VinFast’s EVs are equipped with human-centered tech that seamlessly improves the driving experience by focusing on the driver. The company’s design language blends sporty curves, luxurious strokes, and formidable presence, all while optimizing performance, functionality, and elegant simplicity. VinFast’s EVs are built with premium craftsmanship and high-quality parts designed for safety, reliability, and comfort on every journey. The company offers a 10-year/125,000-mile warranty and 90% EV charging station coverage. VinFast has been recognized for its achievements, including being awarded “A Star is Born” by AUTOBEST at the 2018 Paris Motor Show for its Lux models.

VinFast has recently gained attention in the US market. The company’s debut on the Nasdaq has been successful, with a market value of $85 billion, surpassing the market value of established automakers like Ford and General Motors. To compete in the US market, VinFast is building a factory in North Carolina, spanning 1,800 acres. This indicates the company’s commitment to establishing a presence in the US and catering to the local market.
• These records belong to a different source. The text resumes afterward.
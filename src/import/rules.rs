use log::warn;

use super::{ProcessImporter, target_process_id};
use crate::api::ArtifactRepository;
use crate::error::{MigrationError, MigrationResult, StepContext};
use crate::models::{ProcessPayload, ProcessRule};

impl<R: ArtifactRepository> ProcessImporter<R> {
    pub(super) async fn import_rules(&self, payload: &ProcessPayload) -> MigrationResult<()> {
        let process_id = target_process_id(payload)?;

        for entry in &payload.rules {
            let wit = entry.work_item_type_ref_name.as_str();

            for rule in entry.rules.iter().filter(|rule| !rule.is_system()) {
                match self.import_rule(process_id, wit, rule).await {
                    Ok(()) => {}
                    Err(MigrationError::Cancelled) => return Err(MigrationError::Cancelled),
                    Err(e) if self.options.continue_on_rule_import_failure => {
                        let rule_json = serde_json::to_string_pretty(rule).unwrap_or_default();
                        warn!(
                            "Failed to import rule below, continue importing rest of process.\nError: {}\n{}",
                            e, rule_json
                        );
                    }
                    Err(e) => {
                        return Err::<(), _>(e).import_context(|| {
                            format!(
                                "Unable to create rule '{}' in work item type '{}', see logs for details.",
                                rule.display_id(),
                                wit
                            )
                        });
                    }
                }
            }
        }

        Ok(())
    }

    async fn import_rule(&self, process_id: &str, wit: &str, rule: &ProcessRule) -> MigrationResult<()> {
        let created = self
            .engine
            .call(
                &format!("Create rule '{}' in work item type '{}'", rule.display_id(), wit),
                || self.repo.add_rule(process_id, wit, rule),
            )
            .await?;

        if created.id.as_deref().is_none_or(str::is_empty) {
            return Err(MigrationError::Import(format!(
                "Unable to create rule '{}' in work item type '{}', server returned empty result or id.",
                rule.display_id(),
                wit
            )));
        }

        Ok(())
    }
}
VinFast integrates suppliers into VinGroup, which includes investing in or buying shares of them. This strategy gives the company more control over its supply chain and potentially reduces the bargaining power of suppliers. 

VinFast has also established cooperation with established automakers like GM and BMW, which can provide valuable expertise and support in manufacturing EVs. As a relatively new player in the market, VinFast faces the challenge of building brand recognition worldwide. However, the company benefits from being a part of VinGroup, which provides strong finances and research and development (R&D) support from other subsidiary companies. VinFast’s strengths include strong financial backing, R&D support, experience in manufacturing EVs abroad, a strong brand identity, and integration of important suppliers.

Despite its strengths, VinFast needs to overcome challenges such as building brand recognition globally and adapting to the US market, where competition is fierce. However, the results of a strategic analysis of VinFast on the US electronic vehicles market have shown that the potential penetration of VinFast will be successful.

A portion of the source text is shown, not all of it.